El Poder Ejecutivo envió al Congreso un proyecto de ley modificatorio de la Inocencia Fiscal, que elimina requisitos de ingresos y patrimonio, excluye a funcionarios de beneficios y ajusta el monitoreo por lavado de activos.
El 2 de enero de este año entró en vigencia la ley 27.799 de Inocencia Fiscal, que incorporó al sistema tributario argentino el régimen simplificado del Impuesto a las Ganancias, con carácter optativo para personas humanas y sucesiones indivisas.
El importe a pagar por ambos regímenes -el general y el simplificado- es el mismo, pero el simplificado se basa exclusivamente en ingresos y gastos, por lo que no requiere declaración de patrimonio inicial y final, variaciones patrimoniales ni montos consumidos.
El régimen, que comienza con el período fiscal 2025 y cuyo vencimiento para la presentación de la declaración jurada opera el 27 de agosto próximo, incluye un efecto liberatorio de pago y presunción de exactitud: el fisco no puede revisar los períodos anteriores (2024, 2023 y 2022), sujeto a una buena conducta fiscal.
El esquema contempla la posibilidad de exteriorizar dólares en efectivo sin que el fisco indague sobre su origen. La norma original se complementaba con un decreto reglamentario extenso, lo que motivó al Poder Ejecutivo a presentar un proyecto de ley modificatorio, que ya recibió dictamen de las comisiones de Presupuesto y Hacienda y de Legislación Penal de la Cámara de Diputados.
El proyecto traslada al cuerpo legal muchas normas de la reglamentación y agrega otras. Se eliminan los parámetros de ingresos y patrimonio neto como requisitos para optar por el régimen, ampliando el universo de contribuyentes. Los funcionarios públicos podrán adherirse solo para la determinación del impuesto, sin acceso a los beneficios. La medida no alcanza a parientes directos, cónyuges, convivientes, padres, ascendientes e hijos menores emancipados, a diferencia del blanqueo de 2016 durante la gestión de Mauricio Macri.
La exclusión de los funcionarios regirá a partir de la sanción de la nueva ley, por lo que quienes ya optaron y presentaron declaraciones juradas no se verán afectados. Los grandes contribuyentes nacionales también podrán adherirse, pero sin beneficios.
El proyecto introduce modificaciones en la ley de prevención de lavado de activos, con un monitoreo de baja intensidad para promover la reglamentación de la exteriorización de dólares.
Hasta el momento, se registran alrededor de 421.000 contribuyentes adheridos al régimen, sobre un total de cerca de un millón de contribuyentes en el Impuesto a las Ganancias.

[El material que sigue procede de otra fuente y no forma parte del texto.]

//! Listening socket and port binding domain models.

use serde::{Deserialize, Serialize};

// ============================================================================
// ListeningSocket
// ============================================================================

/// One row of the OS table of listening TCP sockets.
#[derive(Debug, Clone, PartialEq, Eq, Hash, Serialize, Deserialize)]
pub struct ListeningSocket {
    /// The port number (e.g., 5555).
    pub port: u16,
    /// Process ID owning the socket, when the OS reports it.
    ///
    /// `ss` omits the process column for sockets owned by other users
    /// unless run as root, so this can be missing on an occupied port.
    pub pid: Option<u32>,
    /// Local address the socket is bound to (e.g., "*", "127.0.0.1", "::1").
    pub address: String,
    /// Name of the owning process, when known.
    pub process_name: Option<String>,
}

impl ListeningSocket {
    /// Create a listening socket row.
    pub fn new(port: u16, pid: Option<u32>, address: impl Into<String>) -> Self {
        Self {
            port,
            pid,
            address: address.into(),
            process_name: None,
        }
    }

    /// Attach the owning process name.
    pub fn with_process_name(mut self, name: impl Into<String>) -> Self {
        self.process_name = Some(name.into());
        self
    }
}

impl std::fmt::Display for ListeningSocket {
    fn fmt(&self, f: &mut std::fmt::Formatter<'_>) -> std::fmt::Result {
        let pid = self
            .pid
            .map(|p| p.to_string())
            .unwrap_or_else(|| "?".to_string());
        let name = self.process_name.as_deref().unwrap_or("unknown");
        write!(f, "{}:{} (PID: {}, Process: {})", self.address, self.port, pid, name)
    }
}

// ============================================================================
// PortBinding
// ============================================================================

/// The occupancy of a single port, derived from a fresh scan.
///
/// Never cache this: a stale binding leads to double binds or killing
/// the wrong process.
#[derive(Debug, Clone, Copy, PartialEq, Eq, Serialize, Deserialize)]
#[serde(rename_all = "camelCase")]
pub struct PortBinding {
    pub port: u16,
    pub occupied: bool,
    pub owner_pid: Option<u32>,
}

impl PortBinding {
    /// A binding for a port with nothing listening on it.
    pub fn free(port: u16) -> Self {
        Self {
            port,
            occupied: false,
            owner_pid: None,
        }
    }

    /// Derive the binding of `port` from a socket table.
    ///
    /// Only exact port matches count. The first matching row decides the
    /// owner; if that row has no PID, later rows are consulted for one.
    pub fn from_sockets(port: u16, sockets: &[ListeningSocket]) -> Self {
        let mut matching = sockets.iter().filter(|s| s.port == port).peekable();
        if matching.peek().is_none() {
            return Self::free(port);
        }

        Self {
            port,
            occupied: true,
            owner_pid: matching.find_map(|s| s.pid),
        }
    }
}

// ============================================================================
// Tests
// ============================================================================
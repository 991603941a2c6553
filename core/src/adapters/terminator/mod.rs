//! Process terminator adapters.
//!
//! Forced termination only:
//! - Unix: `SIGKILL` via `kill(2)`
//! - Windows: `taskkill /F /PID <pid>`

#[cfg(unix)]
mod unix;

#[cfg(windows)]
mod windows;

// Platform-specific exports
#[cfg(unix)]
pub use unix::UnixTerminator as ProcessTerminator;

#[cfg(windows)]
pub use windows::WindowsTerminator as ProcessTerminator;
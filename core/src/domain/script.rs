//! Startup script for the managed q (kdb+) server.

/// Marker the managed process prints once it is listening.
pub const STARTUP_CONFIRMATION_MARKER: &str = "[OK]";

/// Script template; `{port}` is substituted on generation.
///
/// `.z.ws` evaluates every inbound message under `@[value; x; handler]`
/// so a failing query yields an `` `error`msg `` dictionary for the client
/// instead of an uncaught signal in the server.
const SCRIPT_TEMPLATE: &str = r#"/ portkeeper startup script
.z.wo:{[h] 0N!"[INFO] connection opened: ",string h}
.z.wc:{[h] 0N!"[INFO] connection closed: ",string h}
.z.ws:{[x]
  0N!"[QUERY] received: ",x;
  r:@[value;x;{[e] 0N!"[ERROR] ",e; `error`msg!(`ExecutionError;e)}];
  neg[.z.w] .j.j r;
 }

\p {port}
0N!"[OK] server listening on port {port}";
"#;

/// A generated startup script and the file name it is written under.
#[derive(Debug, Clone, PartialEq, Eq)]
pub struct StartupScript {
    /// File name inside the script directory (reused between launches).
    pub file_name: String,
    /// Script source.
    pub contents: String,
}

impl StartupScript {
    /// Generate the startup script binding the server to `port`.
    pub fn generate(port: u16, file_name: impl Into<String>) -> Self {
        Self {
            file_name: file_name.into(),
            contents: SCRIPT_TEMPLATE.replace("{port}", &port.to_string()),
        }
    }
}

/// Whether an output line is the startup confirmation.
pub fn is_startup_confirmation(line: &str) -> bool {
    line.contains(STARTUP_CONFIRMATION_MARKER)
}
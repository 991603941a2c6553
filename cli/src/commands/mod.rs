//! CLI commands and the reply format they share.

pub mod check;
pub mod config;
pub mod serve;
pub mod status;

use std::path::PathBuf;

use anyhow::Result;
use portkeeper_core::{ConfigStore, InstallationReport, ServiceStatus, SupervisorConfig};
use serde::Serialize;

/// Values given on the command line that win over the config file.
#[derive(Debug, Default)]
pub struct Overrides {
    pub port: Option<u16>,
    pub executable: Option<String>,
}

/// Open the config store at `path`, or at the default location.
pub fn config_store(path: Option<PathBuf>) -> Result<ConfigStore> {
    Ok(match path {
        Some(path) => ConfigStore::with_path(path),
        None => ConfigStore::new()?,
    })
}

/// Load the config file and apply the command line overrides.
pub async fn load_config(store: &ConfigStore, overrides: &Overrides) -> Result<SupervisorConfig> {
    let mut config = store.load().await?;
    if let Some(port) = overrides.port {
        config.port = port;
    }
    if let Some(executable) = &overrides.executable {
        config.executable = executable.clone();
    }
    config.validate()?;
    Ok(config)
}

/// Answer to one front-end command.
#[derive(Debug, Serialize)]
#[serde(rename_all = "camelCase")]
pub struct Reply {
    pub command: String,
    pub ok: bool,
    pub message: String,
    #[serde(skip_serializing_if = "Option::is_none")]
    pub status: Option<ServiceStatus>,
    #[serde(skip_serializing_if = "Option::is_none")]
    pub port: Option<u16>,
    #[serde(skip_serializing_if = "Option::is_none")]
    pub pid: Option<u32>,
    #[serde(skip_serializing_if = "Option::is_none")]
    pub address: Option<String>,
    #[serde(skip_serializing_if = "Option::is_none")]
    pub installation: Option<InstallationReport>,
}

impl Reply {
    pub fn ok(command: &str, message: impl Into<String>) -> Self {
        Self {
            command: command.to_string(),
            ok: true,
            message: message.into(),
            status: None,
            port: None,
            pid: None,
            address: None,
            installation: None,
        }
    }

    pub fn error(command: &str, message: impl Into<String>) -> Self {
        Self {
            ok: false,
            ..Self::ok(command, message)
        }
    }

    pub fn status(port: u16, status: ServiceStatus, pid: Option<u32>) -> Self {
        let message = match pid {
            Some(pid) => format!("{} on port {} (PID: {})", status, port, pid),
            None => format!("{} on port {}", status, port),
        };
        Self {
            status: Some(status),
            port: Some(port),
            pid,
            ..Self::ok("status", message)
        }
    }

    pub fn installation(report: InstallationReport) -> Self {
        let message = report.to_string();
        Self {
            ok: report.is_ok(),
            installation: Some(report),
            ..Self::ok("check", message)
        }
    }

    /// Print to stdout, as one JSON line or as plain text.
    pub fn print(&self, json: bool) -> Result<()> {
        if json {
            println!("{}", serde_json::to_string(self)?);
        } else if self.ok {
            println!("{}", self.message);
        } else {
            println!("ERROR: {}", self.message);
        }
        Ok(())
    }
}

#[cfg(test)]
mod tests {
    use super::*;
    use tempfile::tempdir;

    #[test]
    fn test_reply_json_skips_empty_fields() {
        let reply = Reply::status(5555, ServiceStatus::Running, Some(42));
        let json = serde_json::to_value(&reply).unwrap();

        assert_eq!(json["command"], "status");
        assert_eq!(json["status"], "running");
        assert_eq!(json["pid"], 42);
        assert_eq!(json["message"], "running on port 5555 (PID: 42)");
        assert!(json.get("address").is_none());
    }

    #[test]
    fn test_installation_reply_carries_result() {
        let reply = Reply::installation(InstallationReport::Error {
            executable: "q".to_string(),
            reason: "not found in PATH".to_string(),
            output: String::new(),
        });
        assert!(!reply.ok);

        let json = serde_json::to_value(&reply).unwrap();
        assert_eq!(json["installation"]["result"], "error");
        assert_eq!(json["message"], "ERROR: 'q' not found in PATH");
    }

    #[tokio::test]
    async fn test_overrides_win_over_file() {
        let dir = tempdir().unwrap();
        let store = config_store(Some(dir.path().join("config.json"))).unwrap();

        let overrides = Overrides {
            port: Some(6000),
            executable: None,
        };
        let config = load_config(&store, &overrides).await.unwrap();
        assert_eq!(config.port, 6000);
        assert_eq!(config.executable, "q");

        let overrides = Overrides {
            port: Some(0),
            executable: None,
        };
        assert!(load_config(&store, &overrides).await.is_err());
    }
}
//! Process launcher port (interface).

use std::future::Future;
use std::time::Duration;

use crate::domain::{InstallationReport, ManagedProcessHandle, StartupScript};
use crate::error::Result;

/// Everything needed to launch one instance of the managed process.
#[derive(Debug, Clone)]
pub struct LaunchRequest {
    /// Executable name, resolved on the search path.
    pub executable: String,
    /// Script passed as the only argument.
    pub script: StartupScript,
    /// How long the process must survive to count as started.
    pub window: Duration,
}

/// Port for spawning the managed process.
pub trait ProcessLauncherPort: Send + Sync {
    /// Spawn the managed process and watch it for `request.window`.
    ///
    /// Fails with `ExecutableNotFound` before writing the script when the
    /// executable cannot be resolved. On success the returned handle's
    /// process is either still alive or has already exited inside the
    /// window (`exit_report()` is `Some`); deciding what an early exit
    /// means is left to the caller.
    fn launch(
        &self,
        request: LaunchRequest,
    ) -> impl Future<Output = Result<ManagedProcessHandle>> + Send;

    /// Resolve `executable` and run it once with `probe_args`.
    fn check_installation(
        &self,
        executable: &str,
        probe_args: &[String],
    ) -> impl Future<Output = InstallationReport> + Send;
}
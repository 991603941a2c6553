//! Port inspector port (interface).

use std::future::Future;

use tracing::warn;

use crate::domain::PortBinding;
use crate::error::Result;

/// Port for querying which process listens on a TCP port.
///
/// Implementations scan the OS socket table on every call; results
/// are never cached.
pub trait PortInspectorPort: Send + Sync {
    /// Scan the socket table and derive the binding of `port`.
    fn inspect(&self, port: u16) -> impl Future<Output = Result<PortBinding>> + Send;

    /// Whether something listens on `port`.
    ///
    /// Never fails: if the scan itself fails the port is assumed free so
    /// a launch can still be attempted. This can double-launch when the
    /// scan tool is unavailable and is logged as a degraded inspection.
    fn is_listening(&self, port: u16) -> impl Future<Output = bool> + Send {
        async move {
            match self.inspect(port).await {
                Ok(binding) => binding.occupied,
                Err(e) => {
                    warn!(port, error = %e, "Port inspection degraded, assuming port is free");
                    false
                }
            }
        }
    }

    /// PID of the first process listening on `port`.
    ///
    /// `Ok(None)` is possible even right after `is_listening` returned
    /// true: the socket may have closed between the two scans, or the OS
    /// may not disclose the owner.
    fn find_owner(&self, port: u16) -> impl Future<Output = Result<Option<u32>>> + Send {
        async move { Ok(self.inspect(port).await?.owner_pid) }
    }
}
//! Windows port scanner implementation using netstat.

#![cfg_attr(not(target_os = "windows"), allow(dead_code))]

use std::collections::HashSet;

use crate::domain::ListeningSocket;
use crate::error::Result;

use super::utils::{parse_address, run_scan_command};
use super::Scanner;

/// Windows-specific port scanner.
pub struct WindowsScanner;

impl WindowsScanner {
    pub fn new() -> Self {
        Self
    }

    /// Parse the output of `netstat -ano` to extract listening TCP sockets.
    ///
    /// ```text
    /// Active Connections
    ///
    ///   Proto  Local Address          Foreign Address        State           PID
    ///   TCP    0.0.0.0:135            0.0.0.0:0              LISTENING       1020
    ///   TCP    [::]:445               [::]:0                 LISTENING       4
    ///   TCP    127.0.0.1:5555         0.0.0.0:0              LISTENING       5432
    /// ```
    fn parse_netstat_output(output: &str) -> Vec<ListeningSocket> {
        let mut sockets = Vec::new();
        let mut seen: HashSet<(u16, u32, String)> = HashSet::new();

        for line in output.lines() {
            let parts: Vec<&str> = line.split_whitespace().collect();

            // TCP, Local Address, Foreign Address, State, PID
            if parts.len() < 5 || parts[0] != "TCP" || parts[3] != "LISTENING" {
                continue;
            }

            let Some((address, port)) = parse_address(parts[1]) else {
                continue;
            };

            let pid: u32 = match parts[parts.len() - 1].parse() {
                Ok(p) => p,
                Err(_) => continue,
            };

            if seen.insert((port, pid, address.clone())) {
                sockets.push(ListeningSocket::new(port, Some(pid), address));
            }
        }

        sockets.sort_by_key(|s| s.port);
        sockets
    }
}

impl Default for WindowsScanner {
    fn default() -> Self {
        Self::new()
    }
}

impl Scanner for WindowsScanner {
    async fn scan(&self) -> Result<Vec<ListeningSocket>> {
        let stdout = run_scan_command("netstat", &["-ano"]).await?;
        Ok(Self::parse_netstat_output(&stdout))
    }
}

#[cfg(test)]
mod tests {
    use super::*;

    #[test]
    fn test_parse_netstat_output() {
        let output = r#"
Active Connections

  Proto  Local Address          Foreign Address        State           PID
  TCP    0.0.0.0:135            0.0.0.0:0              LISTENING       1020
  TCP    127.0.0.1:5555         0.0.0.0:0              LISTENING       5432
  TCP    127.0.0.1:5555         127.0.0.1:60000        ESTABLISHED     5432
  TCP    [::]:135               [::]:0                 LISTENING       1020
  TCP    [::1]:6379             [::]:0                 LISTENING       8080
  UDP    0.0.0.0:5353           *:*                                    2222
"#;
        let sockets = WindowsScanner::parse_netstat_output(output);

        assert_eq!(sockets.len(), 4);
        assert!(sockets.iter().any(|s| s.port == 135 && s.pid == Some(1020) && s.address == "*"));
        assert!(sockets.iter().any(|s| s.port == 135 && s.address == "::"));
        assert!(sockets.iter().any(|s| s.port == 6379 && s.address == "::1"));

        // Established connections on the same port are not listeners
        let on_5555: Vec<_> = sockets.iter().filter(|s| s.port == 5555).collect();
        assert_eq!(on_5555.len(), 1);
        assert_eq!(on_5555[0].pid, Some(5432));
    }

    #[test]
    fn test_port_prefix_not_matched() {
        let output = "  TCP    0.0.0.0:55551          0.0.0.0:0              LISTENING       99\n";
        let sockets = WindowsScanner::parse_netstat_output(output);
        assert_eq!(sockets.len(), 1);
        assert_eq!(sockets[0].port, 55551);
    }

    #[test]
    fn test_deduplication() {
        let output = r#"
  TCP    0.0.0.0:3000           0.0.0.0:0              LISTENING       1234
  TCP    0.0.0.0:3000           0.0.0.0:0              LISTENING       1234
"#;
        assert_eq!(WindowsScanner::parse_netstat_output(output).len(), 1);
    }
}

Dado que la aprobación del texto legal está prevista para fecha posterior al vencimiento de las declaraciones juradas, se plantea la necesidad de que la administración tributaria postergue dichos vencimientos. También se menciona la situación de quienes no pudieron optar por el régimen debido a los parámetros vigentes y de quienes optaron pero no realizaron el ingreso del impuesto.